Namun permintaan penundaan tergantung dari pusat,  sebab kebijakan konversi gas adalah kebijakan pusat dan bukan kebijakan pemerintah daerah yang ada di kepulauan nias. 

"Kita hanya memohon, tetapi kita juga harus mensukseskan program pemerintah pusat,  dan saya sesali pernyataan yang mengatakan  pemko Gunungsitoli tidak peduli dan kita telah menurunkan tim untuk itu, " sesalnya. 
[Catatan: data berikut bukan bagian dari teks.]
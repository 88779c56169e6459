//! Locale-invariant text rendering.
//!
//! Rendering only goes through `core::fmt`, which never consults the process
//! locale, so the decimal separator is always `.`.

use crate::{Result, Value, ValueError};
use std::fmt::{self, Write};

/// Magnitudes at or above this render in exponent notation.
const EXP_UPPER: f64 = 1e16;
/// Non-zero magnitudes below this render in exponent notation.
const EXP_LOWER: f64 = 1e-5;

/// Shortest round-trip rendering of a float.
///
/// `Display` for floats already picks the shortest digits that parse back to
/// the same bits; the only adjustment is the switch to `{:e}` at extreme
/// magnitudes so `1e300` does not expand to 301 digits.
trait FloatText: Copy + fmt::Display + fmt::LowerExp {
    fn magnitude(self) -> f64;

    fn write_text(self, out: &mut (impl Write + ?Sized)) -> fmt::Result {
        let m = self.magnitude();
        if m.is_finite() && (m >= EXP_UPPER || (m > 0.0 && m < EXP_LOWER)) {
            write!(out, "{self:e}")
        } else {
            write!(out, "{self}")
        }
    }
}

impl FloatText for f64 {
    fn magnitude(self) -> f64 {
        self.abs()
    }
}

impl FloatText for f32 {
    fn magnitude(self) -> f64 {
        f64::from(self.abs())
    }
}

/// `[a,b,c,]`: every item is followed by a comma, `[]` when empty.
fn write_list<T>(
    out: &mut dyn Write,
    items: &[T],
    mut item: impl FnMut(&mut dyn Write, &T) -> fmt::Result,
) -> fmt::Result {
    out.write_char('[')?;
    for v in items {
        item(&mut *out, v)?;
        out.write_char(',')?;
    }
    out.write_char(']')
}

impl Value {
    /// Render the value as text.
    ///
    /// Booleans render as `1`/`0`, numbers in the shortest form that parses
    /// back to the identical value, strings verbatim, vectors as
    /// `[v1,v2,]`, and `Empty` as the empty string. An `Any` value renders if
    /// its payload is a `String`, `i64` or `u64`.
    ///
    /// # Errors
    ///
    /// [`ValueError::Unrenderable`] for any other boxed payload.
    pub fn to_text(&self) -> Result<String> {
        match self {
            Value::Any(boxed) => boxed.text().ok_or(ValueError::Unrenderable {
                type_name: boxed.type_name(),
            }),
            other => Ok(other.to_string()),
        }
    }

    /// Write every kind except `Any`.
    fn write_text(&self, out: &mut impl Write) -> fmt::Result {
        match self {
            Value::Empty | Value::Any(_) => Ok(()),
            Value::Bool(b) => out.write_char(if *b { '1' } else { '0' }),
            Value::Int32(n) => write!(out, "{n}"),
            Value::UInt32(n) => write!(out, "{n}"),
            Value::Float64(x) => x.write_text(out),
            Value::Float32(x) => x.write_text(out),
            Value::String(s) => out.write_str(s),
            Value::VecFloat64(items) => write_list(out, items, |o, x| x.write_text(o)),
            Value::VecFloat32(items) => write_list(out, items, |o, x| x.write_text(o)),
            Value::VecInt32(items) => write_list(out, items, |o, n| write!(o, "{n}")),
            Value::VecUInt32(items) => write_list(out, items, |o, n| write!(o, "{n}")),
            Value::VecString(items) => write_list(out, items, |o, s| o.write_str(s)),
        }
    }
}

impl fmt::Display for Value {
    fn fmt(&self, f: &mut fmt::Formatter<'_>) -> fmt::Result {
        match self {
            Value::Any(boxed) => match boxed.text() {
                Some(text) => f.write_str(&text),
                None => write!(f, "<any {}>", boxed.type_name()),
            },
            other => other.write_text(f),
        }
    }
}
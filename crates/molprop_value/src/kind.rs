//! Value kind discriminator.

use std::fmt;

/// Which variant of a [`Value`](crate::Value) is live.
///
/// The discriminant codes are stable and dense so a serializer can write
/// `code()` ahead of the payload and read it back with `from_code()`.
#[derive(Copy, Clone, Debug, PartialEq, Eq, Hash)]
#[repr(u8)]
pub enum ValueKind {
    Empty = 0,
    Int32 = 1,
    Float64 = 2,
    String = 3,
    Float32 = 4,
    Bool = 5,
    UInt32 = 6,
    Any = 7,
    VecFloat64 = 8,
    VecFloat32 = 9,
    VecInt32 = 10,
    VecUInt32 = 11,
    VecString = 12,
}

impl ValueKind {
    /// Every kind, in code order.
    pub const ALL: [ValueKind; 13] = [
        ValueKind::Empty,
        ValueKind::Int32,
        ValueKind::Float64,
        ValueKind::String,
        ValueKind::Float32,
        ValueKind::Bool,
        ValueKind::UInt32,
        ValueKind::Any,
        ValueKind::VecFloat64,
        ValueKind::VecFloat32,
        ValueKind::VecInt32,
        ValueKind::VecUInt32,
        ValueKind::VecString,
    ];

    /// Stable discriminator code.
    #[inline]
    pub const fn code(self) -> u8 {
        self as u8
    }

    /// Kind for a discriminator code, if the code is known.
    pub const fn from_code(code: u8) -> Option<Self> {
        if (code as usize) < Self::ALL.len() {
            Some(Self::ALL[code as usize])
        } else {
            None
        }
    }

    /// Whether values of this kind are stored inline with no heap payload.
    pub const fn is_pod(self) -> bool {
        matches!(
            self,
            ValueKind::Empty
                | ValueKind::Bool
                | ValueKind::Int32
                | ValueKind::UInt32
                | ValueKind::Float64
                | ValueKind::Float32
        )
    }

    /// Whether this is one of the vector kinds.
    pub const fn is_vector(self) -> bool {
        matches!(
            self,
            ValueKind::VecFloat64
                | ValueKind::VecFloat32
                | ValueKind::VecInt32
                | ValueKind::VecUInt32
                | ValueKind::VecString
        )
    }

    /// Short name used in error messages.
    pub const fn name(self) -> &'static str {
        match self {
            ValueKind::Empty => "empty",
            ValueKind::Bool => "bool",
            ValueKind::Int32 => "int32",
            ValueKind::UInt32 => "uint32",
            ValueKind::Float64 => "float64",
            ValueKind::Float32 => "float32",
            ValueKind::String => "string",
            ValueKind::VecFloat64 => "vec<float64>",
            ValueKind::VecFloat32 => "vec<float32>",
            ValueKind::VecInt32 => "vec<int32>",
            ValueKind::VecUInt32 => "vec<uint32>",
            ValueKind::VecString => "vec<string>",
            ValueKind::Any => "any",
        }
    }
}

impl fmt::Display for ValueKind {
    fn fmt(&self, f: &mut fmt::Formatter<'_>) -> fmt::Result {
        f.write_str(self.name())
    }
}

#[cfg(test)]
mod tests;
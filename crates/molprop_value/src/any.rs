//! Type-erased payloads for the `Any` kind.

use std::any::{Any, TypeId};
use std::fmt;

/// Object-safe view of a payload stored in an [`AnyBox`].
///
/// Blanket-implemented for every `'static + Clone + Debug + Send + Sync`
/// type, so callers never implement it by hand.
pub trait AnyValue: Any + Send + Sync {
    /// Borrow as `dyn Any` for downcasting.
    fn as_any(&self) -> &dyn Any;

    /// Mutably borrow as `dyn Any` for downcasting.
    fn as_any_mut(&mut self) -> &mut dyn Any;

    /// Deep-copy into a fresh box.
    fn clone_box(&self) -> Box<dyn AnyValue>;

    /// Name of the concrete type.
    fn type_name(&self) -> &'static str;

    /// Debug-format the concrete value.
    fn fmt_debug(&self, f: &mut fmt::Formatter<'_>) -> fmt::Result;
}

impl<T> AnyValue for T
where
    T: Any + Clone + fmt::Debug + Send + Sync,
{
    fn as_any(&self) -> &dyn Any {
        self
    }

    fn as_any_mut(&mut self) -> &mut dyn Any {
        self
    }

    fn clone_box(&self) -> Box<dyn AnyValue> {
        Box::new(self.clone())
    }

    fn type_name(&self) -> &'static str {
        std::any::type_name::<T>()
    }

    fn fmt_debug(&self, f: &mut fmt::Formatter<'_>) -> fmt::Result {
        fmt::Debug::fmt(self, f)
    }
}

/// Owned, type-erased payload.
///
/// Cloning deep-copies the payload through [`AnyValue::clone_box`]; there is
/// no sharing between clones.
pub struct AnyBox(Box<dyn AnyValue>);

impl AnyBox {
    /// Box a payload.
    pub fn new<T: AnyValue>(payload: T) -> Self {
        AnyBox(Box::new(payload))
    }

    /// Name of the boxed type.
    pub fn type_name(&self) -> &'static str {
        self.0.type_name()
    }

    /// `TypeId` of the boxed type.
    pub fn payload_type_id(&self) -> TypeId {
        Any::type_id(self.0.as_any())
    }

    /// Whether the boxed payload is exactly a `T`.
    pub fn is<T: Any>(&self) -> bool {
        self.0.as_any().is::<T>()
    }

    /// Borrow the payload as `T`, if that is its type.
    pub fn downcast_ref<T: Any>(&self) -> Option<&T> {
        self.0.as_any().downcast_ref::<T>()
    }

    /// Mutably borrow the payload as `T`, if that is its type.
    pub fn downcast_mut<T: Any>(&mut self) -> Option<&mut T> {
        self.0.as_any_mut().downcast_mut::<T>()
    }

    /// Text rendering for the payload types that have one.
    ///
    /// Strings render verbatim; `i64` and `u64` render in decimal.
    pub(crate) fn text(&self) -> Option<String> {
        if let Some(s) = self.downcast_ref::<String>() {
            return Some(s.clone());
        }
        if let Some(n) = self.downcast_ref::<i64>() {
            return Some(n.to_string());
        }
        self.downcast_ref::<u64>().map(u64::to_string)
    }
}

impl Clone for AnyBox {
    fn clone(&self) -> Self {
        AnyBox(self.0.clone_box())
    }
}

impl fmt::Debug for AnyBox {
    fn fmt(&self, f: &mut fmt::Formatter<'_>) -> fmt::Result {
        self.0.fmt_debug(f)
    }
}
Sebelumnya Ketua DPRD Gunungsitoli Herman Jaya Harefa, meminta Pemkot Gunungsitoli untuk melakukan koordinasi kepada pertamina terkait kekurangan tabung gas yang di bagikan kepada masyarakat Kota Gunungsitoli. 

Menurut dia jumlah keluarga di kota Gunungsitoli berdasarkan data pusat ada sebanyak 33.070 keluarga,  tetapi tabung gas yang diterima di Kota Gunungsitoli hanya sebanyak 27.340 tabung. 

"Dari jumlah diatasi, masih ada ribuan keluarga di Kota Gunungsitoli yang belum mendapat kompor dan tabung gas," terangnya. 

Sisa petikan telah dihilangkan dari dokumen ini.